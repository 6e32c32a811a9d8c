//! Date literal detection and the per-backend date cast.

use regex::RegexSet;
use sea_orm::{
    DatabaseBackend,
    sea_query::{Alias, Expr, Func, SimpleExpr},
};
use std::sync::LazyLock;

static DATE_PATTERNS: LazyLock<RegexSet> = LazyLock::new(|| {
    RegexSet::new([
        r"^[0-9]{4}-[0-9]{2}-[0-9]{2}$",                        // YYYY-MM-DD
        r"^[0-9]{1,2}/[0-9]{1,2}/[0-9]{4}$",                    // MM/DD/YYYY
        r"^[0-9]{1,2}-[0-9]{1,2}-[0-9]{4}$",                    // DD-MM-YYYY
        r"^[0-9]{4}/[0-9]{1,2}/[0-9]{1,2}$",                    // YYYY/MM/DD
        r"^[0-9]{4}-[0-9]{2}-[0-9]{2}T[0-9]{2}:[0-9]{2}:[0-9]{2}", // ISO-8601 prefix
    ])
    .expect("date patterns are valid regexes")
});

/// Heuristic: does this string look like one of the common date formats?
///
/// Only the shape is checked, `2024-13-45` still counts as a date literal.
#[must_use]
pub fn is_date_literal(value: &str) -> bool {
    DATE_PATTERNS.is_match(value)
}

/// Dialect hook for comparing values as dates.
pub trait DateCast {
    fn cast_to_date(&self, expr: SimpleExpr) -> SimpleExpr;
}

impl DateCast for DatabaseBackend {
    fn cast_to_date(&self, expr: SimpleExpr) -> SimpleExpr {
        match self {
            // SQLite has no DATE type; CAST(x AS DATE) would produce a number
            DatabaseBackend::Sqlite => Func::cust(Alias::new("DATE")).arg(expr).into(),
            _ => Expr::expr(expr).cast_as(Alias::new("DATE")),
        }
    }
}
════════════════
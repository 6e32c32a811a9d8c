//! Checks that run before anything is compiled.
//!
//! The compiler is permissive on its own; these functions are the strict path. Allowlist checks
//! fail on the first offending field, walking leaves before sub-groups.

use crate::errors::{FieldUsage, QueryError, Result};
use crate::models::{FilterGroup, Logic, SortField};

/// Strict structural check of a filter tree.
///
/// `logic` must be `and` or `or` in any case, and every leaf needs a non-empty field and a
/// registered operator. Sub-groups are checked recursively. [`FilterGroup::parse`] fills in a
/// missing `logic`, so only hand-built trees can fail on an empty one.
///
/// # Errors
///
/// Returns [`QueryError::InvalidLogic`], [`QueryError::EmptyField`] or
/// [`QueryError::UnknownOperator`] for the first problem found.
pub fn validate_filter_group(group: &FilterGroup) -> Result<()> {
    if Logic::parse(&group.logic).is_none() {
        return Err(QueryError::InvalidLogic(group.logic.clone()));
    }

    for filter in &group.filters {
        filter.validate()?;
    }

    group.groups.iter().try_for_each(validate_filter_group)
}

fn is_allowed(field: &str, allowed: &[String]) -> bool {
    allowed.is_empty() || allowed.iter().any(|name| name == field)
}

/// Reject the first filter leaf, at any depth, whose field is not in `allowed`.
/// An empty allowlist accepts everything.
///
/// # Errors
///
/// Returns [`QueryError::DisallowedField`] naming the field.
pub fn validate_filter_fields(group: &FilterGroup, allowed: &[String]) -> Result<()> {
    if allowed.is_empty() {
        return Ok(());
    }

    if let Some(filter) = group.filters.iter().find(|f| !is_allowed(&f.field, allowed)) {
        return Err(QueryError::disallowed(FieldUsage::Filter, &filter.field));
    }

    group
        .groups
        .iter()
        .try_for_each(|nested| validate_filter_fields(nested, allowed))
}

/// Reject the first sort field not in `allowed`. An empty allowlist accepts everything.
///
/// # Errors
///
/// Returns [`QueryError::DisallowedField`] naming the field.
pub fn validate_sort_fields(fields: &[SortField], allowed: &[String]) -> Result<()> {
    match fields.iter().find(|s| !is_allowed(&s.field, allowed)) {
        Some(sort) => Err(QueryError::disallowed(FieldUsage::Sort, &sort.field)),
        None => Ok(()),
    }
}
════════════════
_Brief:_ List all lines above in which the string "leaf" appears.

_Task output:_
/// `logic` must be `and` or `or` in any case, and every leaf needs a non-empty field and a
/// Reject the first filter leaf, at any depth, whose field is not in `allowed`.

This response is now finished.